Task brief: Whenever a line in the listing contains "completion", copy that line.

-- Entries shown follows --

//! Terminal UI components (spinner, colors).

mod spinner;
mod theme;

pub use spinner::Spinner;
pub use theme::Style;

/// Formats an optional setting the way `configure --show` prints it.
pub fn or_not_set(value: Option<&str>) -> String {
    value.map_or_else(|| Style::secondary("(not set)"), Style::value)
}
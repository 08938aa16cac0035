//! XDG-style path utilities for the configuration directory.
//!
//! XDG Base Directory conventions are preferred over OS-specific locations,
//! so the config file lives in the same place on Linux and macOS.

use anyhow::{Context, Result};
use std::path::PathBuf;

const APP_DIR: &str = "mtgate";

/// Returns the configuration directory for mtgate.
///
/// Resolution order:
/// 1. `$XDG_CONFIG_HOME/mtgate` if `XDG_CONFIG_HOME` is set and non-empty
/// 2. `~/.config/mtgate` otherwise
///
/// # Errors
///
/// Returns an error if the home directory cannot be determined.
pub fn config_dir() -> Result<PathBuf> {
    match std::env::var("XDG_CONFIG_HOME") {
        Ok(xdg) if !xdg.is_empty() => Ok(PathBuf::from(xdg).join(APP_DIR)),
        _ => Ok(home_dir()?.join(".config").join(APP_DIR)),
    }
}

fn home_dir() -> Result<PathBuf> {
    dirs::home_dir().context("Failed to determine home directory")
}
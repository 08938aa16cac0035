use anyhow::Result;
use std::io::{self, Write};

use super::{load_resolved_config, run_request};
use crate::cli::CliError;
use crate::config::ResolveOptions;
use crate::error::TranslationError;
use crate::input::InputReader;
use crate::translation::{TranslateRequest, Translation};
use crate::ui::{Spinner, Style};

pub struct TranslateOptions {
    pub file: Option<String>,
    pub resolve: ResolveOptions,
    pub show_detected: bool,
    pub quiet: bool,
}

/// Translates every non-blank input line and prints one result per line.
pub async fn run_translate(options: TranslateOptions) -> Result<()> {
    let config = load_resolved_config(&options.resolve)?;
    let target = config.require_target()?.to_string();

    let messages = InputReader::read_messages(options.file.as_deref())?;
    if messages.is_empty() {
        return Err(TranslationError::bad_request("input is empty").into());
    }

    let mut request = TranslateRequest::new(messages, target);
    if let Some(source) = &config.source_language {
        request = request.with_source(source.clone());
    }

    let gateway = config.gateway()?;
    tracing::debug!(
        backend = %gateway.backend(),
        count = request.messages.len(),
        "translating"
    );

    let spinner = Spinner::new("Translating...", options.quiet);
    let translation = run_request(
        |completion| Some(gateway.spawn_translate(request, completion)),
        CliError::Interrupted,
    )
    .await;
    spinner.stop();

    print_translation(&translation?, options.show_detected)
}

fn print_translation(translation: &Translation, show_detected: bool) -> Result<()> {
    let mut stdout = io::stdout().lock();
    for line in format_lines(translation, show_detected) {
        writeln!(stdout, "{line}")?;
    }
    stdout.flush()?;
    Ok(())
}

fn format_lines(translation: &Translation, show_detected: bool) -> Vec<String> {
    match (&translation.detected_sources, show_detected) {
        (Some(detected), true) => translation
            .translated
            .iter()
            .zip(detected)
            .map(|(text, code)| format!("{} {text}", Style::code(format!("[{code}]"))))
            .collect(),
        _ => translation.translated.clone(),
    }
}
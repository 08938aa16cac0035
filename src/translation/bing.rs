//! Microsoft Translator (Bing) v3 bulk translation.
//!
//! One POST carries every message; the response array lines up with the
//! request body. Only translation is exposed for this backend.

use reqwest::{Client, Request, StatusCode, Url};
use serde::{Deserialize, Serialize};
use tracing::warn;

use super::language::bing_language_code;
use super::transport::{endpoint_url, execute, parse_endpoint};
use super::types::{TranslateRequest, Translation};
use crate::error::{Result, TranslationError};

pub const DEFAULT_BING_ENDPOINT: &str = "https://api.cognitive.microsofttranslator.com";

const TRANSLATE_PATH: &str = "/translate";
const API_VERSION: &str = "3.0";

const SUBSCRIPTION_KEY_HEADER: &str = "Ocp-Apim-Subscription-Key";
const SUBSCRIPTION_REGION_HEADER: &str = "Ocp-Apim-Subscription-Region";

#[derive(Debug, Clone, Default, PartialEq, Eq)]
pub struct BingCredentials {
    pub api_key: String,
    /// Azure region of the Translator resource; required by regional resources.
    pub region: Option<String>,
}

impl BingCredentials {
    pub fn new(api_key: impl Into<String>) -> Self {
        Self {
            api_key: api_key.into(),
            region: None,
        }
    }
}

#[derive(Debug, Clone)]
pub struct BingTranslator {
    client: Client,
    endpoint: Url,
    credentials: BingCredentials,
}

#[derive(Debug, Serialize)]
struct TextItem<'a> {
    #[serde(rename = "Text")]
    text: &'a str,
}

impl BingTranslator {
    pub fn new(client: Client, credentials: BingCredentials) -> Result<Self> {
        Self::with_endpoint(client, credentials, DEFAULT_BING_ENDPOINT)
    }

    pub fn with_endpoint(
        client: Client,
        credentials: BingCredentials,
        endpoint: &str,
    ) -> Result<Self> {
        Ok(Self {
            client,
            endpoint: parse_endpoint(endpoint)?,
            credentials,
        })
    }

    pub const fn credentials(&self) -> &BingCredentials {
        &self.credentials
    }

    pub fn build_translate_request(&self, request: &TranslateRequest) -> Result<Request> {
        let api_key = self.credentials.api_key.trim();
        if api_key.is_empty() {
            return Err(TranslationError::no_token(
                "Microsoft Translator subscription key is missing",
            ));
        }
        request.validate()?;

        let mut url = endpoint_url(&self.endpoint, TRANSLATE_PATH);
        {
            let mut query = url.query_pairs_mut();
            query.append_pair("api-version", API_VERSION);
            query.append_pair("to", bing_language_code(request.target.trim()));
            if let Some(source) = request.source_language() {
                query.append_pair("from", bing_language_code(source));
            }
        }

        let body: Vec<TextItem<'_>> = request
            .messages
            .iter()
            .map(|message| TextItem { text: message })
            .collect();

        let mut builder = self
            .client
            .post(url)
            .header(SUBSCRIPTION_KEY_HEADER, api_key)
            .json(&body);
        if let Some(region) = self
            .credentials
            .region
            .as_deref()
            .map(str::trim)
            .filter(|r| !r.is_empty())
        {
            builder = builder.header(SUBSCRIPTION_REGION_HEADER, region);
        }

        Ok(builder.build()?)
    }

    pub async fn translate(&self, request: &TranslateRequest) -> Result<Translation> {
        let http_request = self.build_translate_request(request)?;
        let (status, body) = execute(&self.client, http_request, "bing", "translate").await?;
        parse_translate_response(status, &body, request.messages.len()).inspect_err(|e| {
            warn!(backend = "bing", operation = "translate", kind = ?e.kind(), "{e}");
        })
    }
}

#[derive(Debug, Deserialize)]
#[serde(rename_all = "camelCase")]
struct TranslatedItem {
    #[serde(default)]
    detected_language: Option<DetectedLanguage>,
    #[serde(default)]
    translations: Vec<TranslatedText>,
}

#[derive(Debug, Deserialize)]
struct DetectedLanguage {
    language: String,
}

#[derive(Debug, Deserialize)]
struct TranslatedText {
    text: String,
}

#[derive(Debug, Deserialize)]
struct ErrorEnvelope {
    error: BingError,
}

#[derive(Debug, Deserialize)]
struct BingError {
    #[serde(default)]
    code: u32,
    #[serde(default)]
    message: String,
}

/// Parses a v3 `/translate` response for a batch of `expected` messages.
pub fn parse_translate_response(
    status: StatusCode,
    body: &str,
    expected: usize,
) -> Result<Translation> {
    if !status.is_success() {
        return Err(classify_failure(status, body));
    }

    let items: Vec<TranslatedItem> = serde_json::from_str(body)?;
    let pairs = items
        .into_iter()
        .enumerate()
        .map(|(index, item)| {
            let text = item
                .translations
                .into_iter()
                .next()
                .ok_or_else(|| {
                    TranslationError::malformed(format!("item {index} has no translations"))
                })?
                .text;
            Ok((text, item.detected_language.map(|d| d.language)))
        })
        .collect::<Result<Vec<_>>>()?;

    Translation::from_items(pairs, expected)
}

fn classify_failure(status: StatusCode, body: &str) -> TranslationError {
    let Ok(ErrorEnvelope { error }) = serde_json::from_str::<ErrorEnvelope>(body) else {
        return TranslationError::from_status(status, body.trim());
    };

    // Error codes are the HTTP status followed by three digits, e.g. 401000.
    match error.code / 1000 {
        401 | 403 => TranslationError::NoToken {
            message: error.message,
            status: Some(status),
        },
        400 => TranslationError::BadRequest {
            message: error.message,
            status: Some(status),
        },
        _ => TranslationError::from_status(status, error.message),
    }
}

#[cfg(test)]
#[allow(clippy::unwrap_used)]
mod tests {
    use super::*;
    use crate::error::ErrorKind;

    fn translator(credentials: BingCredentials) -> BingTranslator {
        BingTranslator::new(Client::new(), credentials).unwrap()
    }

    fn body_json(request: &Request) -> serde_json::Value {
        let bytes = request.body().and_then(|b| b.as_bytes()).unwrap();
        serde_json::from_slice(bytes).unwrap()
    }

    #[test]
    fn test_translate_request_is_single_bulk_post() {
        let bing = translator(BingCredentials::new("SECRET"));
        let request = TranslateRequest::new(["hello", "world"], "zh-TW").with_source("en");

        let http = bing.build_translate_request(&request).unwrap();

        assert_eq!(http.method(), reqwest::Method::POST);
        assert_eq!(http.url().path(), "/translate");
        let pairs: Vec<(String, String)> = http
            .url()
            .query_pairs()
            .map(|(k, v)| (k.into_owned(), v.into_owned()))
            .collect();
        assert!(pairs.contains(&("api-version".to_string(), "3.0".to_string())));
        assert!(pairs.contains(&("to".to_string(), "zh-Hant".to_string())));
        assert!(pairs.contains(&("from".to_string(), "en".to_string())));
        assert_eq!(
            http.headers().get(SUBSCRIPTION_KEY_HEADER).unwrap(),
            "SECRET"
        );
        assert!(http.headers().get(SUBSCRIPTION_REGION_HEADER).is_none());
        assert_eq!(
            body_json(&http),
            serde_json::json!([{"Text": "hello"}, {"Text": "world"}])
        );
    }

    #[test]
    fn test_auto_detect_omits_from_and_region_is_sent() {
        let bing = translator(BingCredentials {
            api_key: "SECRET".to_string(),
            region: Some("westeurope".to_string()),
        });
        let request = TranslateRequest::new(["hello"], "es");

        let http = bing.build_translate_request(&request).unwrap();

        assert!(!http.url().query_pairs().any(|(k, _)| k == "from"));
        assert_eq!(
            http.headers().get(SUBSCRIPTION_REGION_HEADER).unwrap(),
            "westeurope"
        );
    }

    #[test]
    fn test_missing_key_is_no_token() {
        let bing = translator(BingCredentials::default());
        let err = bing
            .build_translate_request(&TranslateRequest::new(["x"], "es"))
            .unwrap_err();
        assert_eq!(err.kind(), ErrorKind::NoToken);
    }

    #[test]
    fn test_missing_key_is_reported_before_empty_batch() {
        let bing = translator(BingCredentials::default());
        let err = bing
            .build_translate_request(&TranslateRequest::new(Vec::<String>::new(), "es"))
            .unwrap_err();
        assert_eq!(err.kind(), ErrorKind::NoToken);

        let bing = translator(BingCredentials::new("SECRET"));
        let err = bing
            .build_translate_request(&TranslateRequest::new(Vec::<String>::new(), "es"))
            .unwrap_err();
        assert_eq!(err.kind(), ErrorKind::BadRequest);
    }

    #[test]
    fn test_parse_with_detected_languages() {
        let body = r#"[
            {"detectedLanguage":{"language":"en","score":1.0},"translations":[{"text":"hola","to":"es"}]},
            {"detectedLanguage":{"language":"en","score":0.97},"translations":[{"text":"mundo","to":"es"}]}
        ]"#;

        let translation = parse_translate_response(StatusCode::OK, body, 2).unwrap();

        assert_eq!(translation.translated, vec!["hola", "mundo"]);
        assert_eq!(
            translation.detected_sources,
            Some(vec!["en".to_string(), "en".to_string()])
        );
    }

    #[test]
    fn test_parse_without_detected_languages() {
        let body = r#"[{"translations":[{"text":"hola","to":"es"}]}]"#;
        let translation = parse_translate_response(StatusCode::OK, body, 1).unwrap();
        assert_eq!(translation.translated, vec!["hola"]);
        assert!(translation.detected_sources.is_none());
    }

    #[test]
    fn test_item_without_translations_fails_whole_batch() {
        let body = r#"[{"translations":[{"text":"hola"}]},{"translations":[]}]"#;
        let err = parse_translate_response(StatusCode::OK, body, 2).unwrap_err();
        assert_eq!(err.kind(), ErrorKind::Other);
        assert!(err.to_string().contains("item 1"));
    }

    #[test]
    fn test_auth_failure_is_no_token() {
        let body = r#"{"error":{"code":401000,"message":"The request is not authorized because credentials are missing or invalid."}}"#;
        let err = parse_translate_response(StatusCode::UNAUTHORIZED, body, 1).unwrap_err();
        assert_eq!(err.kind(), ErrorKind::NoToken);
        assert!(err.message().unwrap().contains("credentials"));
    }

    #[test]
    fn test_invalid_target_is_bad_request() {
        let body = r#"{"error":{"code":400036,"message":"The target language is not valid."}}"#;
        let err = parse_translate_response(StatusCode::BAD_REQUEST, body, 1).unwrap_err();
        assert_eq!(err.kind(), ErrorKind::BadRequest);
        assert_eq!(err.message(), Some("The target language is not valid."));
    }

    #[test]
    fn test_throttling_is_other() {
        let body = r#"{"error":{"code":429001,"message":"The server rejected the request because the client has exceeded request limits."}}"#;
        let err = parse_translate_response(StatusCode::TOO_MANY_REQUESTS, body, 1).unwrap_err();
        assert_eq!(err.kind(), ErrorKind::Other);
        assert!(err.message().unwrap().contains("request limits"));
    }

    #[test]
    fn test_plain_text_fault_falls_back_to_status() {
        let err = parse_translate_response(StatusCode::FORBIDDEN, "Access denied", 1).unwrap_err();
        assert_eq!(err.kind(), ErrorKind::NoToken);
        assert_eq!(err.message(), Some("Access denied"));
    }
}
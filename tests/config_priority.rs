#![allow(clippy::unwrap_used)]
//! Config priority contract tests.
//!
//! These tests verify that CLI options take priority over config file settings.
//! Priority order (highest to lowest):
//! 1. CLI arguments
//! 2. Config file settings
//! 3. Built-in defaults

use mtgate::config::{
    BingConfig, ConfigFile, DefaultsConfig, GoogleConfig, ResolveOptions, resolve_config,
};
use mtgate::translation::{Backend, BingCredentials, Credentials, GoogleCredentials};

fn make_config_with_defaults() -> ConfigFile {
    ConfigFile {
        defaults: DefaultsConfig {
            backend: Some(Backend::Bing),
            to: Some("ja".to_string()),
            from: Some("fr".to_string()),
            timeout_secs: Some(5),
        },
        google: GoogleConfig {
            api_key: Some("google_file_key".to_string()),
            api_key_env: None,
            quota_user: Some("config_quota".to_string()),
            referer: Some("https://config.example/".to_string()),
            endpoint: None,
        },
        bing: BingConfig {
            api_key: Some("bing_file_key".to_string()),
            api_key_env: None,
            region: Some("westeurope".to_string()),
            endpoint: Some("http://bing.local".to_string()),
        },
    }
}

#[test]
fn test_config_defaults_used_when_cli_not_specified() {
    let config = make_config_with_defaults();

    let resolved = resolve_config(&ResolveOptions::default(), &config).unwrap();

    assert_eq!(resolved.backend, Backend::Bing);
    assert_eq!(resolved.target_language.as_deref(), Some("ja"));
    assert_eq!(resolved.source_language.as_deref(), Some("fr"));
    assert_eq!(resolved.endpoint.as_deref(), Some("http://bing.local"));
    assert_eq!(resolved.timeout, Some(std::time::Duration::from_secs(5)));
    assert_eq!(
        resolved.credentials,
        Credentials::Bing(BingCredentials {
            api_key: "bing_file_key".to_string(),
            region: Some("westeurope".to_string()),
        })
    );
}

#[test]
fn test_cli_backend_overrides_config_backend() {
    let config = make_config_with_defaults();
    let options = ResolveOptions {
        backend: Some(Backend::Google),
        ..ResolveOptions::default()
    };

    let resolved = resolve_config(&options, &config).unwrap();

    // Google settings come from the [google] section, not [bing]
    assert_eq!(resolved.backend, Backend::Google);
    assert_eq!(resolved.endpoint, None);
    assert_eq!(
        resolved.credentials,
        Credentials::Google(GoogleCredentials {
            key: "google_file_key".to_string(),
            quota_user: Some("config_quota".to_string()),
            referer: Some("https://config.example/".to_string()),
        })
    );
}

#[test]
fn test_cli_to_overrides_config_to() {
    let config = make_config_with_defaults();
    let options = ResolveOptions {
        to: Some("en".to_string()),
        ..ResolveOptions::default()
    };

    let resolved = resolve_config(&options, &config).unwrap();

    assert_eq!(resolved.require_target().unwrap(), "en");
}

#[test]
fn test_cli_auto_source_overrides_config_from() {
    let config = make_config_with_defaults();
    let options = ResolveOptions {
        from: Some("auto".to_string()),
        ..ResolveOptions::default()
    };

    let resolved = resolve_config(&options, &config).unwrap();

    // "auto" from the CLI beats the configured source and means auto-detect
    assert_eq!(resolved.source_language, None);
}

#[test]
fn test_cli_key_overrides_config_key() {
    let config = make_config_with_defaults();
    let options = ResolveOptions {
        key: Some("cli_key".to_string()),
        region: Some("eastus".to_string()),
        endpoint: Some("http://cli.local".to_string()),
        ..ResolveOptions::default()
    };

    let resolved = resolve_config(&options, &config).unwrap();

    assert_eq!(resolved.endpoint.as_deref(), Some("http://cli.local"));
    assert_eq!(
        resolved.credentials,
        Credentials::Bing(BingCredentials {
            api_key: "cli_key".to_string(),
            region: Some("eastus".to_string()),
        })
    );
}

#[test]
fn test_all_cli_options_override_config() {
    let config = make_config_with_defaults();
    let options = ResolveOptions {
        backend: Some(Backend::Google),
        from: Some("de".to_string()),
        to: Some("zh-TW".to_string()),
        key: Some("cli_key".to_string()),
        quota_user: Some("cli_quota".to_string()),
        referer: Some("https://cli.example/".to_string()),
        region: None,
        endpoint: Some("http://google.local".to_string()),
    };

    let resolved = resolve_config(&options, &config).unwrap();

    assert_eq!(resolved.backend, Backend::Google);
    assert_eq!(resolved.source_language.as_deref(), Some("de"));
    assert_eq!(resolved.target_language.as_deref(), Some("zh-TW"));
    assert_eq!(resolved.endpoint.as_deref(), Some("http://google.local"));
    assert_eq!(
        resolved.credentials,
        Credentials::Google(GoogleCredentials {
            key: "cli_key".to_string(),
            quota_user: Some("cli_quota".to_string()),
            referer: Some("https://cli.example/".to_string()),
        })
    );
}

#[test]
fn test_missing_target_is_reported() {
    let mut config = make_config_with_defaults();
    config.defaults.to = None;

    let resolved = resolve_config(&ResolveOptions::default(), &config).unwrap();

    let err = resolved.require_target().unwrap_err();
    assert!(err.to_string().contains("'to'"));
}
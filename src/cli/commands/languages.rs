use anyhow::Result;
use std::io::{self, Write};

use super::{load_resolved_config, run_request};
use crate::cli::CliError;
use crate::config::ResolveOptions;
use crate::ui::Spinner;

/// Prints the backend's language codes, one per line.
pub async fn print_languages(resolve: &ResolveOptions, quiet: bool) -> Result<()> {
    let config = load_resolved_config(resolve)?;
    let gateway = config.gateway()?;

    let spinner = Spinner::new("Fetching languages...", quiet);
    let languages = run_request(
        |completion| gateway.spawn_supported_languages(completion),
        CliError::Unsupported {
            backend: gateway.backend(),
            operation: "Listing supported languages",
        },
    )
    .await;
    spinner.stop();

    let mut stdout = io::stdout().lock();
    for code in languages? {
        writeln!(stdout, "{code}")?;
    }
    stdout.flush()?;
    Ok(())
}
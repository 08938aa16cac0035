//! Configure command handler for inspecting and creating the config file.

use anyhow::Result;

use crate::config::{ConfigFile, ConfigManager, KeySource};
use crate::ui::{Style, or_not_set};

/// What `mtgate configure` was asked to do.
#[derive(Debug, Clone, Copy, PartialEq, Eq)]
pub enum ConfigureAction {
    /// Config path and whether each backend has a key.
    Summary,
    /// Every setting, plus where each API key comes from.
    Show,
    /// Write the commented template.
    Init,
}

impl ConfigureAction {
    pub const fn from_flags(show: bool, init: bool) -> Self {
        if init {
            Self::Init
        } else if show {
            Self::Show
        } else {
            Self::Summary
        }
    }
}

pub fn run_configure(action: ConfigureAction) -> Result<()> {
    let manager = ConfigManager::new()?;

    if action == ConfigureAction::Init {
        manager.init()?;
        println!(
            "{} Wrote config template to {}",
            Style::success("✓"),
            Style::secondary(manager.config_path().display())
        );
        return Ok(());
    }

    let config = manager.load_or_default()?;
    println!(
        "{} {}",
        Style::header("Configuration"),
        Style::secondary(manager.config_path().display())
    );
    if !manager.exists() {
        println!(
            "{}",
            Style::secondary("(file not found; run 'mtgate configure --init' to create it)")
        );
    }
    println!();

    if action == ConfigureAction::Show {
        print_config(&config);
    } else {
        print_summary(&config);
    }

    Ok(())
}

fn print_summary(config: &ConfigFile) {
    let backend = config.defaults.backend.unwrap_or_default().to_string();
    print_setting("backend", Some(&backend));
    print_setting("to", config.defaults.to.as_deref());
    println!(
        "  {:<12} {}",
        Style::label("google key"),
        key_status(config.google.api_key_source().as_ref())
    );
    println!(
        "  {:<12} {}",
        Style::label("bing key"),
        key_status(config.bing.api_key_source().as_ref())
    );
    println!();
    println!("{}", Style::secondary("Run 'mtgate configure --show' for every setting."));
}

fn print_config(config: &ConfigFile) {
    let defaults = &config.defaults;
    let backend = defaults.backend.unwrap_or_default().to_string();
    let timeout = defaults.timeout_secs.map(|secs| format!("{secs}s"));

    println!("{}", Style::header("[defaults]"));
    print_setting("backend", Some(&backend));
    print_setting("to", defaults.to.as_deref());
    print_setting("from", defaults.from.as_deref());
    print_setting("timeout", timeout.as_deref());

    let google = &config.google;
    println!();
    println!("{}", Style::header("[google]"));
    print_key(google.api_key_source().as_ref());
    print_setting("api_key_env", google.api_key_env.as_deref());
    print_setting("quota_user", google.quota_user.as_deref());
    print_setting("referer", google.referer.as_deref());
    print_setting("endpoint", google.endpoint.as_deref());

    let bing = &config.bing;
    println!();
    println!("{}", Style::header("[bing]"));
    print_key(bing.api_key_source().as_ref());
    print_setting("api_key_env", bing.api_key_env.as_deref());
    print_setting("region", bing.region.as_deref());
    print_setting("endpoint", bing.endpoint.as_deref());
}

fn print_setting(label: &str, value: Option<&str>) {
    println!("  {:<12} {}", Style::label(label), or_not_set(value));
}

fn print_key(source: Option<&KeySource>) {
    println!("  {:<12} {}", Style::label("api_key"), key_status(source));
}

fn key_status(source: Option<&KeySource>) -> String {
    source.map_or_else(
        || Style::secondary("(not set)"),
        |source| {
            format!(
                "{} {}",
                Style::success("(set)"),
                Style::secondary(format!("from {source}"))
            )
        },
    )
}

-- Entries shown concluded --

Task response:
        |completion| Some(gateway.spawn_translate(request, completion)),
        |completion| gateway.spawn_supported_languages(completion),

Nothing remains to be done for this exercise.